A federated data warehouse is a practical approach to achieving the “single version of the truth” across the organization. The federated data warehouse is used to integrate key business measures and dimensions. The foundations of the federated data warehouse are the common business model and common staging area.
The architecture of federated data warehouse
Regional federation possible in federated data warehouse
The big organization has various regions that provide businesses to customers globally. Different regional data warehouses were built for each region to meet the specific business needs. A global data warehouse also was built to provide analytical capabilities to the executive at the global level.
The difference between the regional and global data warehouse systems is the nature of data resided at each system level. In the regional federated data warehouse architecture picture below, there are two data flows between regional and global data warehouses:
- Upward federation – only fact data are moved from regional data warehouse to global data warehouse. The aggregation of data can take place at a global data warehouse after data integrated or during data movement.
- Downward federation – in the downward federation, the reference flows from the global to the regional level. This ensures the consistency and integrity of data across the organization. Transactional data from corporate operational systems such as ERP and CRM are sourced at the global level and then extracted, transformed, and loaded into a respective regional data warehouse.

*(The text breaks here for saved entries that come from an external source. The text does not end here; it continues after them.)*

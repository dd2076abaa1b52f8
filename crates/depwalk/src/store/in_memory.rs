//! In-memory document store.
//!
//! Holds every document in a `HashMap` keyed by `(partition key, id)` with a
//! secondary index from library name to key. The store is read-only once
//! loaded, so lookups need no locking and can be issued concurrently.
//!
//! # Loading
//!
//! [`InMemoryStore::load`] accepts two layouts:
//!
//! - **JSONL** (`*.jsonl`, or any other extension): one document per line.
//!   Malformed lines are skipped with a warning.
//! - **JSON** (`*.json`): either an object mapping library names to
//!   documents, or an array of documents.
//!
//! Loading never fails because of bad records, only because of I/O or an
//! unreadable top-level JSON value. Problems are returned as
//! [`LoadWarning`]s. [`InMemoryStore::load_strict`] reads the same layouts
//! but fails on the first problem instead.

use crate::domain::{Node, NodeId};
use crate::error::{Error, Result, StoreResult};
use crate::store::DocumentStore;
use crate::traversal::filter::KnownIdSet;
use async_trait::async_trait;
use depwalk_jsonl::{read_jsonl, read_jsonl_resilient, Warning as JsonlWarning};
use serde_json::Value;
use std::collections::HashMap;
use std::fmt;
use std::path::Path;

type DocumentKey = (String, NodeId);

/// Non-fatal problems found while loading documents.
#[derive(Debug, Clone, PartialEq, Eq)]
pub enum LoadWarning {
    /// A JSONL line could not be decoded as a document.
    ///
    /// **Effect**: the line is skipped.
    MalformedJson {
        /// 1-based line number in the file.
        line_number: usize,
        /// Decoder message.
        error: String,
    },

    /// A document decoded but failed validation.
    ///
    /// **Effect**: the document is skipped.
    InvalidDocument {
        /// Id as found in the document (may be empty).
        id: NodeId,
        /// 1-based index among decoded records, or the map key for JSON maps.
        location: String,
        /// Validation message.
        error: String,
    },

    /// Two documents carry the same library name.
    ///
    /// **Effect**: both are stored, but name lookups return the first one.
    DuplicateName {
        /// The shared name.
        name: String,
        /// Document that keeps the name.
        kept: NodeId,
        /// Document that is only reachable by point read.
        shadowed: NodeId,
    },
}

impl fmt::Display for LoadWarning {
    fn fmt(&self, f: &mut fmt::Formatter<'_>) -> fmt::Result {
        match self {
            Self::MalformedJson { line_number, error } => {
                write!(f, "skipped malformed JSON at line {line_number}: {error}")
            }
            Self::InvalidDocument {
                id,
                location,
                error,
            } => write!(f, "skipped invalid document '{id}' at {location}: {error}"),
            Self::DuplicateName {
                name,
                kept,
                shadowed,
            } => write!(
                f,
                "duplicate name '{name}': '{kept}' kept, '{shadowed}' only reachable by id"
            ),
        }
    }
}

impl LoadWarning {
    /// The error a strict load reports for this problem.
    #[must_use]
    pub fn into_error(self) -> Error {
        match self {
            Self::MalformedJson { line_number, error } => {
                Error::InvalidFormat(format!("line {line_number}: {error}"))
            }
            Self::InvalidDocument {
                id,
                location,
                error,
            } => Error::InvalidDocument {
                id,
                reason: format!("{error} (at {location})"),
            },
            duplicate @ Self::DuplicateName { .. } => Error::InvalidFormat(duplicate.to_string()),
        }
    }
}

/// Documents held in memory.
#[derive(Debug, Default, Clone)]
pub struct InMemoryStore {
    /// Documents by `(partition key, id)`.
    documents: HashMap<DocumentKey, Node>,

    /// Name index. First document loaded with a given name wins.
    names: HashMap<String, DocumentKey>,
}

impl InMemoryStore {
    /// Create an empty store.
    #[must_use]
    pub fn new() -> Self {
        Self::default()
    }

    /// Build a store from documents, skipping invalid ones.
    ///
    /// ```
    /// use depwalk::domain::Node;
    /// use depwalk::store::in_memory::InMemoryStore;
    ///
    /// let (store, warnings) = InMemoryStore::from_nodes([
    ///     Node::new("flask", "f", "flask").with_dependency("click", "c"),
    ///     Node::new("click", "c", "click"),
    /// ]);
    /// assert_eq!(store.len(), 2);
    /// assert!(warnings.is_empty());
    /// ```
    pub fn from_nodes(nodes: impl IntoIterator<Item = Node>) -> (Self, Vec<LoadWarning>) {
        let mut store = Self::new();
        let mut warnings = Vec::new();
        for (index, node) in nodes.into_iter().enumerate() {
            store.admit_document(node, (index + 1).to_string(), &mut warnings);
        }
        (store, warnings)
    }

    /// Load documents from a file. See the module docs for accepted layouts.
    ///
    /// # Errors
    ///
    /// Returns an error if the file cannot be read, or if a `.json` file is
    /// not a JSON object or array.
    pub async fn load(path: &Path) -> Result<(Self, Vec<LoadWarning>)> {
        let (store, warnings) = if is_json_document(path) {
            Self::load_json(path).await?
        } else {
            Self::load_jsonl(path).await?
        };

        tracing::info!(
            path = %path.display(),
            documents = store.len(),
            warnings = warnings.len(),
            "Loaded document store"
        );
        for warning in &warnings {
            tracing::warn!("{warning}");
        }

        Ok((store, warnings))
    }

    /// Load documents from a file, failing on the first bad record.
    ///
    /// Anything [`load`](Self::load) would report as a [`LoadWarning`] is an
    /// error here, including duplicate names.
    ///
    /// # Errors
    ///
    /// Returns [`Error::InvalidFormat`] for undecodable lines, a `.json`
    /// top level that is neither object nor array, and duplicate names.
    /// Validation failures give [`Error::InvalidDocument`]; read failures give
    /// [`Error::Io`] and unparsable `.json` text gives [`Error::Json`].
    pub async fn load_strict(path: &Path) -> Result<Self> {
        let (store, warnings) = if is_json_document(path) {
            Self::load_json(path).await?
        } else {
            let nodes = read_jsonl::<Node, _>(path).await?;
            Self::from_records(nodes)
        };

        if let Some(first) = warnings.into_iter().next() {
            return Err(first.into_error());
        }

        tracing::info!(
            path = %path.display(),
            documents = store.len(),
            "Loaded document store (strict)"
        );
        Ok(store)
    }

    async fn load_jsonl(path: &Path) -> Result<(Self, Vec<LoadWarning>)> {
        let (nodes, jsonl_warnings) = read_jsonl_resilient::<Node, _>(path).await?;

        let mut warnings: Vec<LoadWarning> = jsonl_warnings
            .into_iter()
            .map(|warning| match warning {
                JsonlWarning::MalformedJson { line_number, error } => {
                    LoadWarning::MalformedJson { line_number, error }
                }
                // Non-UTF-8 lines never became a record either
                JsonlWarning::SkippedLine {
                    line_number,
                    reason,
                } => LoadWarning::MalformedJson {
                    line_number,
                    error: reason,
                },
            })
            .collect();

        let (store, record_warnings) = Self::from_records(nodes);
        warnings.extend(record_warnings);
        Ok((store, warnings))
    }

    /// Admit decoded JSONL records, labelled by their position.
    fn from_records(nodes: Vec<Node>) -> (Self, Vec<LoadWarning>) {
        let mut store = Self::new();
        let mut warnings = Vec::new();
        for (index, node) in nodes.into_iter().enumerate() {
            store.admit_document(node, format!("record {}", index + 1), &mut warnings);
        }
        (store, warnings)
    }

    async fn load_json(path: &Path) -> Result<(Self, Vec<LoadWarning>)> {
        let content = tokio::fs::read_to_string(path).await?;
        let value: Value = serde_json::from_str(&content)?;

        let entries: Vec<(String, Value)> = match value {
            Value::Object(map) => map.into_iter().collect(),
            Value::Array(items) => items
                .into_iter()
                .enumerate()
                .map(|(index, item)| (format!("record {}", index + 1), item))
                .collect(),
            other => {
                return Err(Error::InvalidFormat(format!(
                    "expected a JSON object or array of documents, found {}",
                    json_kind(&other)
                )));
            }
        };

        let mut store = Self::new();
        let mut warnings = Vec::new();
        for (location, item) in entries {
            let id = item
                .get("id")
                .and_then(Value::as_str)
                .map(NodeId::from)
                .unwrap_or_else(|| NodeId::new(""));
            match serde_json::from_value::<Node>(item) {
                Ok(node) => store.admit_document(node, location, &mut warnings),
                Err(e) => warnings.push(LoadWarning::InvalidDocument {
                    id,
                    location,
                    error: e.to_string(),
                }),
            }
        }
        Ok((store, warnings))
    }

    /// Validate and insert one document during loading.
    fn admit_document(&mut self, node: Node, location: String, warnings: &mut Vec<LoadWarning>) {
        if let Err(error) = node.validate() {
            warnings.push(LoadWarning::InvalidDocument {
                id: node.id,
                location,
                error,
            });
            return;
        }

        if let Some((_, kept)) = self.names.get(&node.name) {
            if !node.name.is_empty() && kept != &node.id {
                warnings.push(LoadWarning::DuplicateName {
                    name: node.name.clone(),
                    kept: kept.clone(),
                    shadowed: node.id.clone(),
                });
            }
        }
        self.upsert(node);
    }

    /// Insert or replace a document.
    ///
    /// Returns the previous document stored under the same
    /// `(partition key, id)`, if any. The name index keeps the first
    /// document registered for each name.
    pub fn upsert(&mut self, node: Node) -> Option<Node> {
        let key = (node.partition_key.clone(), node.id.clone());
        if !node.name.is_empty() {
            self.names
                .entry(node.name.clone())
                .or_insert_with(|| key.clone());
        }
        self.documents.insert(key, node)
    }

    /// Number of stored documents.
    #[must_use]
    pub fn len(&self) -> usize {
        self.documents.len()
    }

    /// Returns `true` if the store holds no documents.
    #[must_use]
    pub fn is_empty(&self) -> bool {
        self.documents.is_empty()
    }

    /// The set of ids present in the store, for use as a known-id filter.
    #[must_use]
    pub fn known_ids(&self) -> KnownIdSet {
        self.documents.keys().map(|(_, id)| id.clone()).collect()
    }
}

fn is_json_document(path: &Path) -> bool {
    path.extension()
        .is_some_and(|ext| ext.eq_ignore_ascii_case("json"))
}

fn json_kind(value: &Value) -> &'static str {
    match value {
        Value::Null => "null",
        Value::Bool(_) => "a boolean",
        Value::Number(_) => "a number",
        Value::String(_) => "a string",
        Value::Array(_) => "an array",
        Value::Object(_) => "an object",
    }
}

#[async_trait]
impl DocumentStore for InMemoryStore {
    async fn find_by_name(&self, name: &str) -> StoreResult<Option<Node>> {
        Ok(self
            .names
            .get(name)
            .and_then(|key| self.documents.get(key))
            .cloned())
    }

    async fn point_read(&self, id: &NodeId, partition_key: &str) -> StoreResult<Option<Node>> {
        let key = (partition_key.to_string(), id.clone());
        Ok(self.documents.get(&key).cloned())
    }

    async fn count(&self) -> StoreResult<usize> {
        Ok(self.documents.len())
    }
}

#[cfg(test)]
mod tests {
    use super::*;
    use crate::traversal::filter::KnownIdFilter;

    fn sample_store() -> InMemoryStore {
        let (store, warnings) = InMemoryStore::from_nodes([
            Node::new("flask", "f", "flask")
                .with_dependency("click", "c")
                .with_dependency("jinja2", "j"),
            Node::new("click", "c", "click"),
            Node::new("jinja2", "j", "jinja2"),
        ]);
        assert!(warnings.is_empty());
        store
    }

    #[tokio::test]
    async fn point_read_requires_matching_partition() {
        let store = sample_store();

        let hit = store.point_read(&NodeId::new("click"), "c").await.unwrap();
        assert_eq!(hit.unwrap().name, "click");

        let wrong_pk = store.point_read(&NodeId::new("click"), "x").await.unwrap();
        assert!(wrong_pk.is_none());
    }

    #[tokio::test]
    async fn find_by_name_is_exact_and_case_sensitive() {
        let store = sample_store();

        assert!(store.find_by_name("flask").await.unwrap().is_some());
        assert!(store.find_by_name("Flask").await.unwrap().is_none());
        assert!(store.find_by_name("fla").await.unwrap().is_none());
    }

    #[tokio::test]
    async fn count_matches_len() {
        let store = sample_store();
        assert_eq!(store.count().await.unwrap(), 3);
        assert_eq!(store.len(), 3);
        assert!(!store.is_empty());
    }

    #[test]
    fn invalid_documents_are_skipped() {
        let (store, warnings) = InMemoryStore::from_nodes([
            Node::new("ok", "o", "ok"),
            Node::new("nopk", "", "nopk"),
        ]);

        assert_eq!(store.len(), 1);
        assert!(matches!(
            &warnings[..],
            [LoadWarning::InvalidDocument { id, .. }] if id.as_str() == "nopk"
        ));
    }

    #[tokio::test]
    async fn duplicate_names_keep_first_document() {
        let (store, warnings) = InMemoryStore::from_nodes([
            Node::new("requests-a", "r", "requests"),
            Node::new("requests-b", "r", "requests"),
        ]);

        assert_eq!(store.len(), 2);
        assert_eq!(warnings.len(), 1);
        let found = store.find_by_name("requests").await.unwrap().unwrap();
        assert_eq!(found.id.as_str(), "requests-a");
    }

    #[test]
    fn upsert_replaces_same_key() {
        let mut store = InMemoryStore::new();
        assert!(store.upsert(Node::new("a", "a", "a")).is_none());

        let previous = store.upsert(Node::new("a", "a", "a").with_attribute("v", 2));

        assert!(previous.is_some());
        assert_eq!(store.len(), 1);
    }

    #[test]
    fn known_ids_cover_every_document() {
        let store = sample_store();
        let known = store.known_ids();

        assert!(known.may_exist(&NodeId::new("flask")));
        assert!(known.may_exist(&NodeId::new("jinja2")));
        assert!(!known.may_exist(&NodeId::new("werkzeug")));
    }
}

Functional federation possible in federated data warehouse
A functional federated data warehouse is used when the organizations have different data warehouses system was built for specific applications such as ERP, CRM, or subject-specific. The components of functional federated data warehouse architecture include data marts, custom-built data warehouses, ETL tools, cross-function reporting systems, real-time data store, and reporting as the picture below:
Benefits of federated data warehouse
- Ease of implementation – Federated data warehouse integrated all legacy data warehouses, business intelligence systems into a newer system that provides analytical capabilities across the function. Federated data warehouse data do not try to rebuild a new system which potentially causes the major point of conflict.
- Shorter implementation time – By integrating all legacy BI systems, the federated data warehouse approach has a shorter implementation time in comparison with the lengthy processing of building an enterprise data warehouse.
- Cross-functional analytics requirements – Cross function analytics requirements accomplished using common business modules across different BI systems of each department. A Federated data warehouse is the dynamic cooperation of various business intelligence systems to make them talk to each other.
A Federated data warehouse offers a practical solution for building the data warehouse. The iterative manner of the federated data warehouse approach helps reduce the implementation time and cost, therefore, provide an excellent proposition to the business.